Data listing:

▼

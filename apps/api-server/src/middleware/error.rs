//! Error handling - RFC 7807 compliant responses.

use actix_web::{HttpResponse, ResponseError, http::StatusCode};
use blogicum_core::error::{DomainError, RepoError};
use blogicum_core::ports::AuthError;
use blogicum_shared::ErrorResponse;

/// Application-level error type that converts to RFC 7807 responses.
#[derive(Debug, thiserror::Error)]
pub enum AppError {
    #[error("Not found: {0}")]
    NotFound(String),

    #[error("Bad request: {0}")]
    BadRequest(String),

    #[error("Unauthorized: {0}")]
    Unauthorized(String),

    #[error("Conflict: {0}")]
    Conflict(String),

    #[error("Internal error: {0}")]
    Internal(String),
}

impl ResponseError for AppError {
    fn status_code(&self) -> StatusCode {
        match self {
            AppError::NotFound(_) => StatusCode::NOT_FOUND,
            AppError::BadRequest(_) => StatusCode::BAD_REQUEST,
            AppError::Unauthorized(_) => StatusCode::UNAUTHORIZED,
            AppError::Conflict(_) => StatusCode::CONFLICT,
            AppError::Internal(_) => StatusCode::INTERNAL_SERVER_ERROR,
        }
    }

    fn error_response(&self) -> HttpResponse {
        let error = match self {
            AppError::NotFound(detail) => ErrorResponse::not_found(detail),
            AppError::BadRequest(detail) => ErrorResponse::bad_request(detail),
            AppError::Unauthorized(detail) => ErrorResponse::unauthorized(detail),
            AppError::Conflict(detail) => ErrorResponse::conflict(detail),
            AppError::Internal(detail) => {
                tracing::error!("Internal error: {}", detail);
                ErrorResponse::internal_error()
            }
        };

        HttpResponse::build(self.status_code()).json(error)
    }
}

impl From<DomainError> for AppError {
    fn from(err: DomainError) -> Self {
        match err {
            DomainError::NotFound { entity_type, key } if key.is_empty() => {
                AppError::NotFound(format!("{entity_type} not found"))
            }
            DomainError::NotFound { entity_type, key } => {
                AppError::NotFound(format!("{entity_type} {key} not found"))
            }
            DomainError::Validation(msg) => AppError::BadRequest(msg),
            DomainError::Duplicate(msg) => AppError::Conflict(msg),
            DomainError::Unauthorized => {
                AppError::Unauthorized("Account no longer exists".to_string())
            }
            DomainError::Internal(msg) => AppError::Internal(msg),
        }
    }
}

impl From<RepoError> for AppError {
    fn from(err: RepoError) -> Self {
        match err {
            RepoError::NotFound => AppError::NotFound("Resource not found".to_string()),
            RepoError::Constraint(msg) => AppError::Conflict(msg),
            RepoError::Connection(msg) => {
                tracing::error!("Database connection error: {}", msg);
                AppError::Internal("Database error".to_string())
            }
            RepoError::Query(msg) => {
                tracing::error!("Database query error: {}", msg);
                AppError::Internal("Database error".to_string())
            }
        }
    }
}

impl From<AuthError> for AppError {
    fn from(err: AuthError) -> Self {
        match err {
            AuthError::InvalidCredentials => {
                AppError::Unauthorized("Invalid username or password".to_string())
            }
            AuthError::TokenExpired => AppError::Unauthorized(
                "Your authentication token has expired. Please login again.".to_string(),
            ),
            AuthError::InvalidToken(msg) => AppError::Unauthorized(msg),
            AuthError::MissingAuth => AppError::Unauthorized(
                "Please provide a valid Bearer token in the Authorization header.".to_string(),
            ),
            AuthError::HashingError(msg) => AppError::Internal(msg),
        }
    }
}

/// Result type alias for handlers.
pub type AppResult<T> = Result<T, AppError>;

#[cfg(test)]
mod tests {
    use super::*;

    #[test]
    fn test_domain_errors_map_to_status_codes() {
        let cases = [
            (DomainError::not_found("post", "42"), StatusCode::NOT_FOUND),
            (DomainError::Validation("bad".into()), StatusCode::BAD_REQUEST),
            (DomainError::Duplicate("taken".into()), StatusCode::CONFLICT),
            (DomainError::Unauthorized, StatusCode::UNAUTHORIZED),
            (DomainError::Internal("boom".into()), StatusCode::INTERNAL_SERVER_ERROR),
        ];

        for (err, status) in cases {
            assert_eq!(AppError::from(err).status_code(), status);
        }
    }

    #[test]
    fn test_not_found_detail_names_the_entity() {
        let err = AppError::from(DomainError::not_found("category", "travel"));
        assert_eq!(err.to_string(), "Not found: category travel not found");
    }
}
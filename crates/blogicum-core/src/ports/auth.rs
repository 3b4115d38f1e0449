//! Authentication ports.

use uuid::Uuid;

/// Claims carried by an access token.
#[derive(Debug, Clone)]
pub struct TokenClaims {
    pub user_id: Uuid,
    pub username: String,
    pub exp: i64,
}

/// Token service trait for JWT operations.
pub trait TokenService: Send + Sync {
    /// Generate access token for a user.
    fn generate_token(&self, user_id: Uuid, username: &str) -> Result<String, AuthError>;

    /// Validate and decode a token.
    fn validate_token(&self, token: &str) -> Result<TokenClaims, AuthError>;

    /// Lifetime of issued tokens.
    fn expiration_seconds(&self) -> i64;
}

/// Password hashing service.
pub trait PasswordService: Send + Sync {
    /// Hash a plain text password.
    fn hash(&self, password: &str) -> Result<String, AuthError>;

    /// Verify a password against a hash.
    fn verify(&self, password: &str, hash: &str) -> Result<bool, AuthError>;
}

/// Authentication errors.
#[derive(Debug, thiserror::Error)]
pub enum AuthError {
    #[error("Invalid credentials")]
    InvalidCredentials,

    #[error("Token expired")]
    TokenExpired,

    #[error("Invalid token: {0}")]
    InvalidToken(String),

    #[error("Missing authorization header")]
    MissingAuth,

    #[error("Hashing error: {0}")]
    HashingError(String),
}
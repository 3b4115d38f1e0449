//! Author profile page.

use actix_web::{HttpResponse, web};

use blogicum_shared::dto::{PageQuery, ProfileResponse};

use super::views;
use crate::middleware::auth::OptionalIdentity;
use crate::middleware::error::AppResult;
use crate::state::AppState;

/// GET /api/profile/{username}
///
/// The profile owner also sees their drafts and scheduled posts.
pub async fn show(
    state: web::Data<AppState>,
    identity: OptionalIdentity,
    path: web::Path<String>,
    query: web::Query<PageQuery>,
) -> AppResult<HttpResponse> {
    let page = state
        .blog
        .profile(identity.user_id(), &path, query.page)
        .await?;

    Ok(HttpResponse::Ok().json(ProfileResponse {
        profile: views::user(&page.profile),
        posts: views::page(page.posts, views::post),
    }))
}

▲

What you are asked to do:
Each line with the string "posts" counts once; report how many such lines the material has, as a bare number.

Answer box:
2